_Task to complete_. The task calls for every line of the data to be retyped exactly.

══════════════════════════════

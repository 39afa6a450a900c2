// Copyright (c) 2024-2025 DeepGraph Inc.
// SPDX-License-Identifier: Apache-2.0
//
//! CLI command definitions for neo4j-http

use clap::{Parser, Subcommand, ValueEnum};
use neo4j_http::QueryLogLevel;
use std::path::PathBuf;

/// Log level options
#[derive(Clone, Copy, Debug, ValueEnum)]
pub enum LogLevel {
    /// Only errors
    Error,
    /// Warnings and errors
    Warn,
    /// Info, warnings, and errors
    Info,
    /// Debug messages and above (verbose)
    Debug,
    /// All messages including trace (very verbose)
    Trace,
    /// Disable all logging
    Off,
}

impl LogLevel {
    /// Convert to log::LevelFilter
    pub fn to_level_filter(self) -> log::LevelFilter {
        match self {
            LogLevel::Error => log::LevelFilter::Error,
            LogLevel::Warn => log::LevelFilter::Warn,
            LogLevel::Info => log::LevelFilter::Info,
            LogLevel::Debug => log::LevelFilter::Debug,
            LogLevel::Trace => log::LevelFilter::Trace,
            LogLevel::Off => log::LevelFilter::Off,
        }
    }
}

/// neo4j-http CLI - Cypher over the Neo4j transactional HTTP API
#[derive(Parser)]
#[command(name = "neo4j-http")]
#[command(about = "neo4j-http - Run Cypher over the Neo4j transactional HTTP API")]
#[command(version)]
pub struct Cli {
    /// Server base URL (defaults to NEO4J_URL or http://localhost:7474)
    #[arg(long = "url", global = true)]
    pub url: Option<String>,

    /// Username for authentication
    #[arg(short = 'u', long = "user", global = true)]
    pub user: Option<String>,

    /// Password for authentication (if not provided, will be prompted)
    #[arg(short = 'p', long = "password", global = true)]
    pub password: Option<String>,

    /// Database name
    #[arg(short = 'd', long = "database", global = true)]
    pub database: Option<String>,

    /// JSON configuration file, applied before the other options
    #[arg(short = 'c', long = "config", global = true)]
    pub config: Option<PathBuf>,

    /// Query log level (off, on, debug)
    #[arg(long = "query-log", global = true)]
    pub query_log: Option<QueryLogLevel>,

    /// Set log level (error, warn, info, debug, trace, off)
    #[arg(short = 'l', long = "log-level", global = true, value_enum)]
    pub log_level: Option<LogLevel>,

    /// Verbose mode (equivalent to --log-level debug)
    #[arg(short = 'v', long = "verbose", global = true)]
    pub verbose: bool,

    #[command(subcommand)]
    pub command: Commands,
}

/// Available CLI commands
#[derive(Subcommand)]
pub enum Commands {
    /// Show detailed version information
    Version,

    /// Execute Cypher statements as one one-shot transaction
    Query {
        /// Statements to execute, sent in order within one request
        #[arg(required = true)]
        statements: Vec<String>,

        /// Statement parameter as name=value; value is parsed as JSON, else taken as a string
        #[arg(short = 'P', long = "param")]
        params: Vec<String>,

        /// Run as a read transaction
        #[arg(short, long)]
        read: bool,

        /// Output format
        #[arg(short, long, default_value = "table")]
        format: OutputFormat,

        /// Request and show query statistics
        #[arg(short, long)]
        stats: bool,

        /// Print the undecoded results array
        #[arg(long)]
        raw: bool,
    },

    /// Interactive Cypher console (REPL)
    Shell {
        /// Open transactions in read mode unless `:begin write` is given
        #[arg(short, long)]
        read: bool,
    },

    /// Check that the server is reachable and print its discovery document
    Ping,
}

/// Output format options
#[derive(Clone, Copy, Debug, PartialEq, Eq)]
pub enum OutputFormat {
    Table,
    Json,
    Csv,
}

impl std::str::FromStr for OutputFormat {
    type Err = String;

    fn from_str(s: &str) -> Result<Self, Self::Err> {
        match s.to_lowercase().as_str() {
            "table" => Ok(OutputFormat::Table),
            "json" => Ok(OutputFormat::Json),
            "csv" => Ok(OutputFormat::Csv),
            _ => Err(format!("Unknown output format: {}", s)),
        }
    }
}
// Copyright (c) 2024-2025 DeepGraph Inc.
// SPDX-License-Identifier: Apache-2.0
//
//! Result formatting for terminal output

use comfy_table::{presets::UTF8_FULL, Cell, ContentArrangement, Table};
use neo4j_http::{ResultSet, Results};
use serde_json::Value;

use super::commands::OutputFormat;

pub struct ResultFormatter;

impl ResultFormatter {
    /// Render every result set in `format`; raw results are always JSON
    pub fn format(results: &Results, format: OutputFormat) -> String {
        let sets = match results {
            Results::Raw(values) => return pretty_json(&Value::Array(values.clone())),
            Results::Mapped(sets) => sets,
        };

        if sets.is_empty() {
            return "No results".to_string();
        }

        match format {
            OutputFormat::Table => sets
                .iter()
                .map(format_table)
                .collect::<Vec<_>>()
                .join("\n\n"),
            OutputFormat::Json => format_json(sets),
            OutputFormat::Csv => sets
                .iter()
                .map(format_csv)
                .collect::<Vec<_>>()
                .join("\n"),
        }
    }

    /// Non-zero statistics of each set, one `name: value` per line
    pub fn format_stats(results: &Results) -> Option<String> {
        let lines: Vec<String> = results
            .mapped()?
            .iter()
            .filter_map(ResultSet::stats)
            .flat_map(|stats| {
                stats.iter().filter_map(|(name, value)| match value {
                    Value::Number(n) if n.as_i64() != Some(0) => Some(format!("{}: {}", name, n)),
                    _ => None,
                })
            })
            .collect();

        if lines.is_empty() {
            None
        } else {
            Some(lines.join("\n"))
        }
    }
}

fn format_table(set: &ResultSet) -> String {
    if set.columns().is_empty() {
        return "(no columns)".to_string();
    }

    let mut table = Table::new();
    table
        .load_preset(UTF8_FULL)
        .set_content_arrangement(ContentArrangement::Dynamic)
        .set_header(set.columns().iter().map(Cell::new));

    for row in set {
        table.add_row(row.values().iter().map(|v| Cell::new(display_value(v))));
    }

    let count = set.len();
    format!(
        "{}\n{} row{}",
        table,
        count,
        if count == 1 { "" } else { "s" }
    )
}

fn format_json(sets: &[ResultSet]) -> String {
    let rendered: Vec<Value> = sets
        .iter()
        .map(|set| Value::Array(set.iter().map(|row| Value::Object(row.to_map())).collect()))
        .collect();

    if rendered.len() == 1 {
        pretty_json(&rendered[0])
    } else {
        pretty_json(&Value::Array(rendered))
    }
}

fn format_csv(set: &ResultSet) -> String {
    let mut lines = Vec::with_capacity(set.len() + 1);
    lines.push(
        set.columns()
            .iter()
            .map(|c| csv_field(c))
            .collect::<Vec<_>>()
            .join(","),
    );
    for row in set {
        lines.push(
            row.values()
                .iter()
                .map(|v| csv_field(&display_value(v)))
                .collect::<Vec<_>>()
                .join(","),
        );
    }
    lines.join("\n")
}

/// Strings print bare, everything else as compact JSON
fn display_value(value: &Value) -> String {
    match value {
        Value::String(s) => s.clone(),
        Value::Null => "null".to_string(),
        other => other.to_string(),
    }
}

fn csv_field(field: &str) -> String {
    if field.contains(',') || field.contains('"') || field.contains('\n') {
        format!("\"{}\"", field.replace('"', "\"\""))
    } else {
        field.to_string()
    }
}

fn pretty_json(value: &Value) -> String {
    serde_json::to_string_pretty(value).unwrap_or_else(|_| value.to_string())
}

══════════════════════════════

_Task solution_.
repository 39afa6a450a900c2
// Copyright (c) 2024-2025 DeepGraph Inc.
// SPDX-License-Identifier: Apache-2.0
//
//! CLI command definitions for neo4j-http

use clap::{Parser, Subcommand, ValueEnum};
use neo4j_http::QueryLogLevel;
use std::path::PathBuf;

/// Log level options
#[derive(Clone, Copy, Debug, ValueEnum)]
pub enum LogLevel {
    /// Only errors
    Error,
    /// Warnings and errors
    Warn,
    /// Info, warnings, and errors
    Info,
    /// Debug messages and above (verbose)
    Debug,
    /// All messages including trace (very verbose)
    Trace,
    /// Disable all logging
    Off,
}

impl LogLevel {
    /// Convert to log::LevelFilter
    pub fn to_level_filter(self) -> log::LevelFilter {
        match self {
            LogLevel::Error => log::LevelFilter::Error,
            LogLevel::Warn => log::LevelFilter::Warn,
            LogLevel::Info => log::LevelFilter::Info,
            LogLevel::Debug => log::LevelFilter::Debug,
            LogLevel::Trace => log::LevelFilter::Trace,
            LogLevel::Off => log::LevelFilter::Off,
        }
    }
}

/// neo4j-http CLI - Cypher over the Neo4j transactional HTTP API
#[derive(Parser)]
#[command(name = "neo4j-http")]
#[command(about = "neo4j-http - Run Cypher over the Neo4j transactional HTTP API")]
#[command(version)]
pub struct Cli {
    /// Server base URL (defaults to NEO4J_URL or http://localhost:7474)
    #[arg(long = "url", global = true)]
    pub url: Option<String>,

    /// Username for authentication
    #[arg(short = 'u', long = "user", global = true)]
    pub user: Option<String>,

    /// Password for authentication (if not provided, will be prompted)
    #[arg(short = 'p', long = "password", global = true)]
    pub password: Option<String>,

    /// Database name
    #[arg(short = 'd', long = "database", global = true)]
    pub database: Option<String>,

    /// JSON configuration file, applied before the other options
    #[arg(short = 'c', long = "config", global = true)]
    pub config: Option<PathBuf>,

    /// Query log level (off, on, debug)
    #[arg(long = "query-log", global = true)]
    pub query_log: Option<QueryLogLevel>,

    /// Set log level (error, warn, info, debug, trace, off)
    #[arg(short = 'l', long = "log-level", global = true, value_enum)]
    pub log_level: Option<LogLevel>,

    /// Verbose mode (equivalent to --log-level debug)
    #[arg(short = 'v', long = "verbose", global = true)]
    pub verbose: bool,

    #[command(subcommand)]
    pub command: Commands,
}

/// Available CLI commands
#[derive(Subcommand)]
pub enum Commands {
    /// Show detailed version information
    Version,

    /// Execute Cypher statements as one one-shot transaction
    Query {
        /// Statements to execute, sent in order within one request
        #[arg(required = true)]
        statements: Vec<String>,

        /// Statement parameter as name=value; value is parsed as JSON, else taken as a string
        #[arg(short = 'P', long = "param")]
        params: Vec<String>,

        /// Run as a read transaction
        #[arg(short, long)]
        read: bool,

        /// Output format
        #[arg(short, long, default_value = "table")]
        format: OutputFormat,

        /// Request and show query statistics
        #[arg(short, long)]
        stats: bool,

        /// Print the undecoded results array
        #[arg(long)]
        raw: bool,
    },

    /// Interactive Cypher console (REPL)
    Shell {
        /// Open transactions in read mode unless `:begin write` is given
        #[arg(short, long)]
        read: bool,
    },

    /// Check that the server is reachable and print its discovery document
    Ping,
}

/// Output format options
#[derive(Clone, Copy, Debug, PartialEq, Eq)]
pub enum OutputFormat {
    Table,
    Json,
    Csv,
}

impl std::str::FromStr for OutputFormat {
    type Err = String;

    fn from_str(s: &str) -> Result<Self, Self::Err> {
        match s.to_lowercase().as_str() {
            "table" => Ok(OutputFormat::Table),
            "json" => Ok(OutputFormat::Json),
            "csv" => Ok(OutputFormat::Csv),
            _ => Err(format!("Unknown output format: {}", s)),
        }
    }
}
// Copyright (c) 2024-2025 DeepGraph Inc.
// SPDX-License-Identifier: Apache-2.0
//
//! Result formatting for terminal output

use comfy_table::{presets::UTF8_FULL, Cell, ContentArrangement, Table};
use neo4j_http::{ResultSet, Results};
use serde_json::Value;

use super::commands::OutputFormat;

pub struct ResultFormatter;

impl ResultFormatter {
    /// Render every result set in `format`; raw results are always JSON
    pub fn format(results: &Results, format: OutputFormat) -> String {
        let sets = match results {
            Results::Raw(values) => return pretty_json(&Value::Array(values.clone())),
            Results::Mapped(sets) => sets,
        };

        if sets.is_empty() {
            return "No results".to_string();
        }

        match format {
            OutputFormat::Table => sets
                .iter()
                .map(format_table)
                .collect::<Vec<_>>()
                .join("\n\n"),
            OutputFormat::Json => format_json(sets),
            OutputFormat::Csv => sets
                .iter()
                .map(format_csv)
                .collect::<Vec<_>>()
                .join("\n"),
        }
    }

    /// Non-zero statistics of each set, one `name: value` per line
    pub fn format_stats(results: &Results) -> Option<String> {
        let lines: Vec<String> = results
            .mapped()?
            .iter()
            .filter_map(ResultSet::stats)
            .flat_map(|stats| {
                stats.iter().filter_map(|(name, value)| match value {
                    Value::Number(n) if n.as_i64() != Some(0) => Some(format!("{}: {}", name, n)),
                    _ => None,
                })
            })
            .collect();

        if lines.is_empty() {
            None
        } else {
            Some(lines.join("\n"))
        }
    }
}

fn format_table(set: &ResultSet) -> String {
    if set.columns().is_empty() {
        return "(no columns)".to_string();
    }

    let mut table = Table::new();
    table
        .load_preset(UTF8_FULL)
        .set_content_arrangement(ContentArrangement::Dynamic)
        .set_header(set.columns().iter().map(Cell::new));

    for row in set {
        table.add_row(row.values().iter().map(|v| Cell::new(display_value(v))));
    }

    let count = set.len();
    format!(
        "{}\n{} row{}",
        table,
        count,
        if count == 1 { "" } else { "s" }
    )
}

fn format_json(sets: &[ResultSet]) -> String {
    let rendered: Vec<Value> = sets
        .iter()
        .map(|set| Value::Array(set.iter().map(|row| Value::Object(row.to_map())).collect()))
        .collect();

    if rendered.len() == 1 {
        pretty_json(&rendered[0])
    } else {
        pretty_json(&Value::Array(rendered))
    }
}

fn format_csv(set: &ResultSet) -> String {
    let mut lines = Vec::with_capacity(set.len() + 1);
    lines.push(
        set.columns()
            .iter()
            .map(|c| csv_field(c))
            .collect::<Vec<_>>()
            .join(","),
    );
    for row in set {
        lines.push(
            row.values()
                .iter()
                .map(|v| csv_field(&display_value(v)))
                .collect::<Vec<_>>()
                .join(","),
        );
    }
    lines.join("\n")
}

/// Strings print bare, everything else as compact JSON
fn display_value(value: &Value) -> String {
    match value {
        Value::String(s) => s.clone(),
        Value::Null => "null".to_string(),
        other => other.to_string(),
    }
}

fn csv_field(field: &str) -> String {
    if field.contains(',') || field.contains('"') || field.contains('\n') {
        format!("\"{}\"", field.replace('"', "\"\""))
    } else {
        field.to_string()
    }
}

fn pretty_json(value: &Value) -> String {
    serde_json::to_string_pretty(value).unwrap_or_else(|_| value.to_string())
}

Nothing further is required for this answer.